### Work to complete
Please output exactly the part of the records below that opens with the line containing "Delivery API wrappers." and closes with the line containing "-> Result<DeliveryListItem, RemoteError>;", both lines included, and nothing else.

========================================

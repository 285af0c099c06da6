//! TUIのイベントループ、入力処理、状態管理。

mod handlers;
mod render;

use anyhow::Result;
use crossterm::event::{self, Event};
use std::{path::PathBuf, sync::Arc, time::Duration};
use tokio::sync::mpsc;

use crate::{
    api::models::{DeliveryFilter, DeliveryListItem, Product, User, UserRole},
    chat::ChatState,
    config::Config,
    events::{Screen, UiState},
    input::InputBoxState,
    resource::Resource,
    session::SessionStore,
    shortcuts::Shortcuts,
    ui::Tui,
    wizard::DeliveryDraft,
    worker::{self, DeliveryRow, WizardCmd, WorkerCmd, WorkerEvent},
};

use handlers::{handle_key, is_ctrl_c};
use render::draw;

/// 入力処理と描画で共有するアプリ状態。
pub struct App {
    /// メモリ上の現在設定。
    pub cfg: Config,
    /// 選択位置やステータスなどUI固有の状態。
    pub ui: UiState,
    /// ログイン中のユーザー（未ログインならNone）。
    pub user: Option<User>,
    /// ログイン画面で編集するユーザー名。
    pub login_username: String,
    /// ログイン画面で編集するパスワード。
    pub login_password: String,
    /// 配送一覧（未読数付き）。
    pub deliveries: Resource<Vec<DeliveryRow>>,
    /// 一覧の絞り込み条件。
    pub filter: DeliveryFilter,
    /// 詳細画面で表示中の配送。
    pub detail: Resource<DeliveryListItem>,
    /// ウィザードの最新スナップショット。
    pub draft: Option<DeliveryDraft>,
    /// チャットの最新スナップショット。
    pub chat: Option<ChatState>,
    /// 商品管理画面のカタログ。
    pub products: Resource<Vec<Product>>,
    /// Workerへのコマンド送信チャネル。
    pub worker_tx: mpsc::Sender<WorkerCmd>,
    /// Workerからのイベント受信チャネル。
    pub worker_rx: mpsc::Receiver<WorkerEvent>,
    /// 入力ボックスの状態（入力中はSome）。
    pub input_box: Option<InputBoxState>,
    /// ショートカットキー設定。
    pub shortcuts: Shortcuts,
}

impl App {
    /// ログイン中ユーザーの役割（未ログインならNone）。
    pub fn role(&self) -> Option<UserRole> {
        self.user.as_ref().map(|u| u.role)
    }
}

/// ユーザーが終了するまでメインTUIループを回す。
pub async fn run_app(terminal: &mut Tui, cfg: Config) -> Result<()> {
    // ショートカット設定を読み込む（無ければデフォルト）。
    let shortcuts_path = PathBuf::from("shortcut.toml");
    let shortcuts = Shortcuts::load_or_default(&shortcuts_path)?;

    // 接続先サーバーごとのセッションを開く。
    let session = Arc::new(SessionStore::open(&cfg.session.path, &cfg.api.base_url).await?);

    // Worker通信用のコマンド/イベントチャネルを作る。
    let (tx_cmd, rx_cmd) = mpsc::channel::<WorkerCmd>(64);
    let (tx_ev, rx_ev) = mpsc::channel::<WorkerEvent>(256);

    // 設定スナップショットとセッションでWorkerを起動する。
    tokio::spawn(worker::run(rx_cmd, tx_ev, cfg.clone(), session));

    // 保存済みセッションがあればWorkerがLoggedInを送ってくる。
    let mut app = App {
        cfg,
        ui: UiState::new(Screen::Login),
        user: None,
        login_username: String::new(),
        login_password: String::new(),
        deliveries: Resource::Success(vec![]),
        filter: DeliveryFilter::default(),
        detail: Resource::Loading,
        draft: None,
        chat: None,
        products: Resource::Success(vec![]),
        worker_tx: tx_cmd,
        worker_rx: rx_ev,
        input_box: None,
        shortcuts,
    };

    loop {
        // 現在の状態を描画する。
        terminal.draw(|f| draw(f, &app))?;

        // 入力処理の前にWorkerイベントを消化する。
        while let Ok(ev) = app.worker_rx.try_recv() {
            handle_worker_event(&mut app, ev).await?;
        }

        // UIの応答性確保のため短いタイムアウトで入力をポーリングする。
        if event::poll(Duration::from_millis(50))?
            && let Event::Key(k) = event::read()?
        {
            // どのフェーズでもCtrl+Cで終了できるようにする。
            if is_ctrl_c(&k) {
                break;
            }
            if handle_key(&mut app, k).await? {
                break;
            }
        }
    }
    Ok(())
}

/// WorkerイベントをUI状態へ反映する。
async fn handle_worker_event(app: &mut App, ev: WorkerEvent) -> Result<()> {
    match ev {
        WorkerEvent::LoggedIn(user) => {
            // 一覧画面へ移動して最新の配送を取得する。
            app.ui.status = format!("Signed in as {} ({:?})", user.username, user.role);
            app.user = Some(user);
            app.login_password.clear();
            app.ui.error = None;
            app.ui.screen = Screen::Deliveries;
            request_refresh(app).await?;
        }
        WorkerEvent::LoggedOut => {
            // 画面状態を初期化してログイン画面へ戻る。
            app.user = None;
            app.deliveries = Resource::Success(vec![]);
            app.draft = None;
            app.chat = None;
            app.products = Resource::Success(vec![]);
            app.ui = UiState::new(Screen::Login);
            app.ui.status = "Signed out".into();
        }
        WorkerEvent::Deliveries(list) => {
            // 一覧を更新し、選択位置を範囲内に収める。
            if let Resource::Success(rows) = &list {
                app.ui.selected = app.ui.selected.min(rows.len().saturating_sub(1));
                app.ui.status = format!("Loaded {} deliveries", rows.len());
            }
            app.deliveries = list;
        }
        WorkerEvent::Detail(detail) => {
            // 写真の選択位置を範囲内に収める。
            if let Resource::Success(item) = &detail {
                app.ui.selected_photo = app
                    .ui
                    .selected_photo
                    .min(item.photos.len().saturating_sub(1));
            }
            app.detail = detail;
        }
        WorkerEvent::Draft(draft) => {
            // ウィザード画面以外に届いた古いスナップショットは捨てる。
            if app.ui.screen != Screen::Wizard {
                return Ok(());
            }
            if draft.is_completed {
                // 完了したら一覧へ戻り、Worker側の下書きも破棄する。
                app.worker_tx.send(WorkerCmd::Wizard(WizardCmd::Cancel)).await?;
                app.draft = None;
                app.ui.screen = Screen::Deliveries;
                app.ui.status = "Delivery saved".into();
                request_refresh(app).await?;
            } else {
                app.draft = Some(*draft);
            }
        }
        WorkerEvent::Chat(state) => {
            // チャット画面表示中のみ反映する。
            if app.ui.screen == Screen::Chat {
                app.chat = Some(*state);
            }
        }
        WorkerEvent::Products(list) => {
            // 削除後などに選択位置が範囲外にならないよう調整する。
            if let Resource::Success(items) = &list {
                app.ui.selected_product = app
                    .ui
                    .selected_product
                    .min(items.len().saturating_sub(1));
            }
            app.products = list;
        }
        WorkerEvent::Log(s) => {
            // 成功メッセージはステータス行にも出す。
            app.ui.status = s.clone();
            // ログを追加する。
            app.ui.log.push(s);
        }
        WorkerEvent::Error(s) => {
            // エラーを強調表示する。
            app.ui.status = "Error".into();
            app.ui.error = Some(s);
        }
    }
    Ok(())
}

/// 現在の絞り込み条件でWorkerへ一覧の再取得を依頼する。
pub async fn request_refresh(app: &mut App) -> Result<()> {
    tracing::info!("refresh requested");
    app.worker_tx
        .send(WorkerCmd::RefreshDeliveries(app.filter.clone()))
        .await?;
    app.ui.status = "Refreshing deliveries...".into();
    Ok(())
}
//! Delivery API wrappers.

use async_trait::async_trait;
use reqwest::multipart::{Form, Part};
use std::path::Path;

use super::{
    ApiClient,
    models::{
        CreateDeliveryRequest, Delivery, DeliveryFilter, DeliveryListItem, DeliveryPhoto,
        UpdateDeliveryRequest,
    },
};
use crate::error::RemoteError;

/// Typed delivery calls used by the wizard and the list/detail screens.
#[async_trait]
pub trait DeliveryGateway: Send + Sync {
    async fn create_delivery(&self, req: &CreateDeliveryRequest) -> Result<Delivery, RemoteError>;
    /// Partial update; absent fields are left untouched.
    async fn update_delivery(
        &self,
        id: i64,
        req: &UpdateDeliveryRequest,
    ) -> Result<Delivery, RemoteError>;
    async fn get_delivery(&self, id: i64) -> Result<DeliveryListItem, RemoteError>;
    async fn list_deliveries(
        &self,
        filter: &DeliveryFilter,
    ) -> Result<Vec<DeliveryListItem>, RemoteError>;
    /// Upload the image at `source` as a photo of the delivery.
    async fn upload_photo(
        &self,
        delivery_id: i64,
        source: &Path,
    ) -> Result<DeliveryPhoto, RemoteError>;
    async fn delete_photo(&self, photo_id: i64) -> Result<(), RemoteError>;
}

#[async_trait]
impl DeliveryGateway for ApiClient {
    async fn create_delivery(&self, req: &CreateDeliveryRequest) -> Result<Delivery, RemoteError> {
        let rb = self.http.post(self.url("deliveries")).json(req);
        self.send_json(rb)
            .await
            .map_err(|e| e.or_generic("Failed to create delivery"))
    }

    async fn update_delivery(
        &self,
        id: i64,
        req: &UpdateDeliveryRequest,
    ) -> Result<Delivery, RemoteError> {
        let rb = self.http.put(self.url(&format!("deliveries/{id}"))).json(req);
        self.send_json(rb)
            .await
            .map_err(|e| e.or_generic("Failed to update delivery"))
    }

    async fn get_delivery(&self, id: i64) -> Result<DeliveryListItem, RemoteError> {
        let rb = self.http.get(self.url(&format!("deliveries/{id}")));
        self.send_json(rb)
            .await
            .map_err(|e| e.or_generic("Failed to fetch delivery details"))
    }

    async fn list_deliveries(
        &self,
        filter: &DeliveryFilter,
    ) -> Result<Vec<DeliveryListItem>, RemoteError> {
        let rb = self
            .http
            .get(self.url("deliveries"))
            .query(&filter.query_pairs());
        self.send_json(rb)
            .await
            .map_err(|e| e.or_generic("Failed to fetch deliveries"))
    }

    async fn upload_photo(
        &self,
        delivery_id: i64,
        source: &Path,
    ) -> Result<DeliveryPhoto, RemoteError> {
        let bytes = tokio::fs::read(source)
            .await
            .map_err(|e| RemoteError::new(format!("Failed to open file: {e}")))?;
        let filename = photo_file_name(source);
        let part = Part::bytes(bytes)
            .file_name(filename.clone())
            .mime_str(photo_mime(&filename))?;
        let form = Form::new().part("photo", part);

        let rb = self
            .http
            .post(self.url(&format!("deliveries/{delivery_id}/photos/upload")))
            .multipart(form);
        self.send_json(rb)
            .await
            .map_err(|e| e.or_generic("Failed to upload photo"))
    }

    async fn delete_photo(&self, photo_id: i64) -> Result<(), RemoteError> {
        let rb = self.http.delete(self.url(&format!("photos/{photo_id}")));
        self.send_empty(rb)
            .await
            .map_err(|e| e.or_generic("Failed to delete photo"))
    }
}

/// File name sent with the multipart part.
fn photo_file_name(source: &Path) -> String {
    source
        .file_name()
        .and_then(|n| n.to_str())
        .filter(|n| !n.is_empty())
        .unwrap_or("photo.jpg")
        .to_string()
}

/// MIME type guessed from the extension.
fn photo_mime(filename: &str) -> &'static str {
    if filename.to_ascii_lowercase().ends_with(".png") {
        "image/png"
    } else {
        "image/jpeg"
    }
}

========================================

### Answer section
//! Delivery API wrappers.

use async_trait::async_trait;
use reqwest::multipart::{Form, Part};
use std::path::Path;

use super::{
    ApiClient,
    models::{
        CreateDeliveryRequest, Delivery, DeliveryFilter, DeliveryListItem, DeliveryPhoto,
        UpdateDeliveryRequest,
    },
};
use crate::error::RemoteError;

/// Typed delivery calls used by the wizard and the list/detail screens.
#[async_trait]
pub trait DeliveryGateway: Send + Sync {
    async fn create_delivery(&self, req: &CreateDeliveryRequest) -> Result<Delivery, RemoteError>;
    /// Partial update; absent fields are left untouched.
    async fn update_delivery(
        &self,
        id: i64,
        req: &UpdateDeliveryRequest,
    ) -> Result<Delivery, RemoteError>;
    async fn get_delivery(&self, id: i64) -> Result<DeliveryListItem, RemoteError>;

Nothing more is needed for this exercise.